Java class: The getDepartmentsList() is called everytime I visit the page that displays the department. I added system out "I am getting the dept" to debug. The timeToLiveSeconds set to 5 min. So I was hoping if I refresh the page within 5 min, I will not see print statement "I am getting the dept".

  public class MyClass
  {
    @Cacheable(cacheName = "myList", keyGeneratorName = "cacheKeyGenerator" )
    public final Map<String, String> getDepartmentsList(String userid) {
        System.out.println("I am getting the dept");
        Map<String, String> deptMap = myService.getAuthorizedDept(userid);
        return deptMap;
    }
 }

I am new to spring ehcache and debugging this is not easy. The only way I was able to troubleshoot this by adding system.out. I will appreciate any help/suggestions on how to fix this. Thank you

Update: based on the comments I updated the java class and I am seeing the following:

  public class MyClass
  {
  
    public final Map<String, String> getDepartmentsList(String userid) {
        System.out.println("I am getting the dept" );
        Map<String, String> deptMap = myService.getAuthorizedDept(userid);
        return deptMap;
    }
 }

@Service 
public class Myservice
{
@Cacheable(cacheName = "myList", keyGeneratorName = "cacheKeyGenerator" )
    public Map<String, String> getDepartmentsList(String userid){
    }
}
  • With updated code as suggested, the method does not call that often but do get calls before the 5 min up. I was just refreshing the browser.
  • I am getting the dept 2020/09/30 19:53:43
  • I am getting the dept 2020/09/30 19:55:47

based on above, it refreshed in 2 min

  • I am getting the dept 2020/09/30 20:10:56
  • I am getting the dept 2020/09/30 20:12:57

based on above, it refreshed in 2 min but time is set to 5 min ( timeToLiveSeconds="300")

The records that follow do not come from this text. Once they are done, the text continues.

//! Job Context Module
//!
//! Deferred cleanup for one write or background job.
//!
//! Work done under the engine lock moves anything expensive to free into a
//! [`JobContext`]: super versions that reached zero, memtables that lost
//! their last reference, destroyed column families, tables and logs no
//! version needs any more. The job
//! calls [`clean`](JobContext::clean) once the lock is released.

use std::path::Path;
use std::sync::Arc;

use tracing::{debug, warn};

use crate::column_family::ColumnFamilyData;
use crate::memtable::MemTable;
use crate::super_version::SuperVersion;
use crate::table_store::TableStore;
use crate::wal;

#[derive(Debug, Default)]
pub struct JobContext {
    pub job_id: u64,
    /// Already `prepare_release`d
    pub superversions_to_free: Vec<Arc<SuperVersion>>,
    pub memtables_to_free: Vec<Arc<MemTable>>,
    /// Destroyed families unlinked from the registry
    pub column_families_to_free: Vec<Arc<ColumnFamilyData>>,
    pub obsolete_tables: Vec<u64>,
    pub obsolete_logs: Vec<u64>,
}

impl JobContext {
    pub fn new(job_id: u64) -> Self {
        let mut ctx = Self::default();
        ctx.job_id = job_id;
        ctx
    }

    pub fn have_something_to_delete(&self) -> bool {
        !self.superversions_to_free.is_empty()
            || !self.memtables_to_free.is_empty()
            || !self.column_families_to_free.is_empty()
            || !self.obsolete_tables.is_empty()
            || !self.obsolete_logs.is_empty()
    }

    /// Free everything collected. Must run without the engine lock.
    /// Returns the ids of the memtables freed.
    pub fn clean(&mut self, table_store: &dyn TableStore, wal_dir: Option<&Path>) -> Vec<u64> {
        let mut freed: Vec<u64> = self.memtables_to_free.drain(..).map(|m| m.id()).collect();
        for sv in self.superversions_to_free.drain(..) {
            freed.extend(sv.finish_release());
        }
        for cfd in self.column_families_to_free.drain(..) {
            debug!(job = self.job_id, cf = %cfd.name(), "freeing column family");
        }

        for number in self.obsolete_tables.drain(..) {
            if let Err(e) = table_store.delete_table(number) {
                warn!(job = self.job_id, table = number, error = %e, "failed to delete obsolete table");
            }
        }
        if let Some(dir) = wal_dir {
            for number in self.obsolete_logs.drain(..) {
                if let Err(e) = wal::remove_log(dir, number) {
                    warn!(job = self.job_id, log = number, error = %e, "failed to delete obsolete log");
                }
            }
        } else {
            self.obsolete_logs.clear();
        }

        if !freed.is_empty() {
            debug!(job = self.job_id, memtables = ?freed, "job cleaned up");
        }
        freed
    }
}

impl Drop for JobContext {
    fn drop(&mut self) {
        if self.have_something_to_delete() {
            warn!(job = self.job_id, "job context dropped without cleanup");
        }
    }
}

  • Also, If I the close the browser session, it calls the method regardless of if time has expired or not. Very confuse as if the cache is browser based or it is caching on the server. Sorry if my questions are very basic.

Thank you all for your comments so far.

1
Is MyClass a Spring bean? Are you invoking the cacheable method from another Spring bean or from another method in the same class? - Santiago Medina
Why are you using Spring XML config in 2020? Is that something you found online? - Abhijit Sarkar
Ditch the google cache stuff and use the Spring caching. You are currently configuring the google caching annotions but are using the Spring implementation. That is obviously not going to work. So remove the google stuff and use the Spring stuff. - M. Deinum
For spring configuration instead of google, can you please give me example of pom.xml as to which dependency to include. I guessing if I use the spring instead of google, my java implementation won't change. Thank you for your help. - Meera

1 Answers

0
votes

First You should make MyClass as a Bean with @Component or @Service. Then you invoke method getDepartmentsList() in another spring object for example, Controller or RestController. If you invoke the method in same class, cache will not be effective.